The space tourism company has spent the last 17 years developing an air-launched rocket plane capable of carrying passengers and scientific payloads on brief trips 86 km (53.5 miles) above the earth. In 2019, it became the first publicly traded spaceflight company.
At the time, the company’s forecasts for operations and revenue were seen as unlikely at best, and that has proven true, thanks in part to the pandemic. Even after this flight, there were no announcements about regular passenger service. But that hasn’t stopped investors from buying into the firm—or Branson from cashing out, garnering $818 million in the process.
The sales of shares defied expectations and had an additional benefit: When his more traditional businesses, including the airline Virgin Atlantic, needed a bail out, Branson was able to raise money from a company widely seen as a vanity project.
As the pandemic put the squeeze on global travel in early 2020, Branson’s airlines suffered along with the rest of the sector, cutting jobs and routes.
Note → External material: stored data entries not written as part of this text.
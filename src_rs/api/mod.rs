// 목적:
// - HTTP 경계 모듈을 선언한다.
//
// 설명:
// - 라우터/핸들러/오류 응답 변환을 분리해 코어 파이프라인과 HTTP 세부 사항을 떼어 놓는다.
//
// 디자인 패턴:
// - 모듈 분리(Module Separation).
//
// 참조:
// - src_rs/api/routes.rs
// - src_rs/api/handlers.rs
// - src_rs/api/response.rs

pub mod handlers;
pub mod response;
pub mod routes;
// 목적:
// - SQL 관련 공통 유틸리티를 제공한다.
//
// 설명:
// - 동적 테이블명 검증과 카탈로그 조회 SQL 생성을 담당한다.
// - 문서는 JSONB 컬럼(document)에 그대로 저장되므로 정렬/필터는 JSON 경로 식을 쓴다.
//
// 디자인 패턴:
// - 가드 함수(Guard Function) + 쿼리 빌더(Query Builder).
//
// 참조:
// - src_rs/index/postgres_repo.rs

use crate::core::errors::{CoreError, CoreResult};
use crate::index::store::{CatalogFilter, CatalogOrder, CatalogQuery};

// 숫자가 아닌 JSON 값은 캐스트하지 않고 NULL로 둔다. 깨진 문서는 매퍼가 SchemaMismatch로 보고한다.
const RATINGS: &str = "CASE WHEN jsonb_typeof(document->'ratings') = 'number' \
     THEN (document->>'ratings')::float8 END";
const RATING_COUNT: &str = "CASE WHEN jsonb_typeof(document->'no_of_ratings') = 'number' \
     THEN (document->>'no_of_ratings')::float8 \
     WHEN jsonb_typeof(document->'review_count') = 'number' \
     THEN (document->>'review_count')::float8 END";
const DISCOUNT_PRICE: &str = "CASE WHEN jsonb_typeof(document->'discount_price') = 'number' \
     THEN (document->>'discount_price')::float8 END";
const STOCK: &str = "CASE WHEN jsonb_typeof(document->'stock') = 'number' \
     THEN (document->>'stock')::float8 END";

/// 테이블 식별자의 허용 문자를 검증한다.
pub fn validate_identifier(value: &str, field_name: &str) -> CoreResult<()> {
    if value.trim().is_empty() {
        return Err(CoreError::InvalidConfig(format!(
            "{}는 비어 있을 수 없습니다",
            field_name
        )));
    }

    let valid = value
        .chars()
        .all(|ch| ch.is_ascii_alphanumeric() || ch == '_');

    if !valid {
        return Err(CoreError::InvalidConfig(format!(
            "{}에는 영문/숫자/밑줄만 사용할 수 있습니다: {}",
            field_name, value
        )));
    }

    Ok(())
}

/// 조회 조건에 맞는 SELECT 문과 문자열 바인딩 값을 만든다.
///
/// 문자열 바인딩이 있으면 `$1`, limit은 항상 마지막 파라미터다.
pub fn catalog_query_sql(table: &str, query: &CatalogQuery) -> (String, Option<String>) {
    let (where_clause, binding) = match &query.filter {
        CatalogFilter::All => (String::new(), None),
        CatalogFilter::MainCategory(category) => (
            " WHERE document->>'main_category' = $1".to_string(),
            Some(category.clone()),
        ),
        CatalogFilter::OnSale => (
            " WHERE jsonb_typeof(document->'discount_price') = 'number'".to_string(),
            None,
        ),
    };

    let order_clause = match query.order {
        CatalogOrder::Catalog => "product_id".to_string(),
        CatalogOrder::TopRated => format!(
            "{} DESC NULLS LAST, {} DESC NULLS LAST, product_id",
            RATINGS, RATING_COUNT
        ),
        CatalogOrder::BestRated => format!("{} DESC NULLS LAST, product_id", RATINGS),
        CatalogOrder::Newest => {
            "document->>'arrival_date' DESC NULLS LAST, product_id".to_string()
        }
    };

    let limit_param = if binding.is_some() { "$2" } else { "$1" };
    let sql = format!(
        "SELECT product_id, document FROM {}{} ORDER BY {} LIMIT {}",
        table, where_clause, order_clause, limit_param
    );

    (sql, binding)
}

/// 재고가 있는 상품을 main_category별로 순위 매겨 상위 `$1`개만 남기는 SELECT 문을 만든다.
///
/// stock이 숫자가 아닌 문서는 걸러내지 않고 매퍼까지 보낸다.
pub fn category_top_sql(table: &str) -> String {
    format!(
        "SELECT product_id, document FROM ( \
         SELECT product_id, document, ROW_NUMBER() OVER ( \
         PARTITION BY document->>'main_category' \
         ORDER BY {ratings} DESC NULLS LAST, {count} DESC NULLS LAST, \
         {discount} ASC NULLS FIRST, product_id \
         ) AS category_rank \
         FROM {table} \
         WHERE {stock} > 0 OR jsonb_typeof(document->'stock') IS DISTINCT FROM 'number' \
         ) ranked \
         WHERE category_rank <= $1 \
         ORDER BY document->>'main_category', category_rank",
        ratings = RATINGS,
        count = RATING_COUNT,
        discount = DISCOUNT_PRICE,
        table = table,
        stock = STOCK,
    )
}

pub fn single_product_sql(table: &str) -> String {
    format!(
        "SELECT product_id, document FROM {} WHERE product_id = $1",
        table
    )
}
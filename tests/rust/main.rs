
mod api_tests;
mod ranking_tests;
mod sql_tests;
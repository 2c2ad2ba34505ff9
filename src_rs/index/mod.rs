// 목적:
// - 카탈로그 저장소 계층 모듈을 선언한다.
//
// 설명:
// - 저장소 경계(trait), SQL 유틸, PostgreSQL 구현을 분리해 유지보수성을 확보한다.
//
// 디자인 패턴:
// - 저장소 패턴(Repository Pattern).
//
// 참조:
// - src_rs/index/store.rs
// - src_rs/index/sql.rs
// - src_rs/index/postgres_repo.rs

pub mod postgres_repo;
pub mod sql;
pub mod store;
In late April, Branson offered to pledge his private island home as a security for a UK government bailout, and in the following weeks, his holding company sold nearly $570 million worth of Virgin Galactic shares.
Ultimately, he was forced to sell Virgin Australia, and Virgin Atlantic required a $1.2 billion agreement to reduce debt and invest more money in the company—which included £200 million ($278 million) from Virgin Group, Branson’s holding firm.
“Overall, Richard Branson and the Virgin Group have committed more than $390 million since the start of the crisis to support the Virgin companies impacted by the pandemic,” a Virgin Group spokesperson said, adding the proceeds April’s sale of Galactic stock will “support its portfolio of global leisure, holiday and travel businesses that continue to be affected by COVID-19, in addition to supporting the development and growth of new and existing businesses.”
The sales have led Branson’s share of the firm to plummet from nearly 60% after the IPO to just 24%, worth about $2.3 billion at market close yesterday, and he remains the largest single shareholder. Chamath Palihapitiya, the venture investor whose special purpose acquisition company (SPAC) acquired Virgin Galactic, sold his entire stake in the company in March 2021.
Despite missing its 2019 targets—like flying more than 600 passengers to the edge of space by the end of this year—Virgin Galactic’s share price has been buoyed by the passion of retail investors, epitomized by Redditors on r/WallStreetBets, who were attracted to the unique company and helped send its market value as high as $14 billion earlier this year.
Branson is set for more dilution, however. Virgin Galactic announced it would strike while the iron is hot and sell $500 million in new shares following Branson’s successful trip on July 11. Some of those retail investors were disappointed by the news, decrying the move to bolster the firm’s capital as a “pump and dump” scheme.
Still, it’s unlikely that Branson has broken even on his investment in the space start-up. While exact figures have not been disclosed, Branson has likely spent $1 billion or more developing the company’s spacecraft—in 2019, Virgin Galactic said it was losing approximately $190 million each year. The company’s other major shareholder is the UAE sovereign wealth fund Mubadala, which owns just over 5% of the company after investing $280 million in 2009.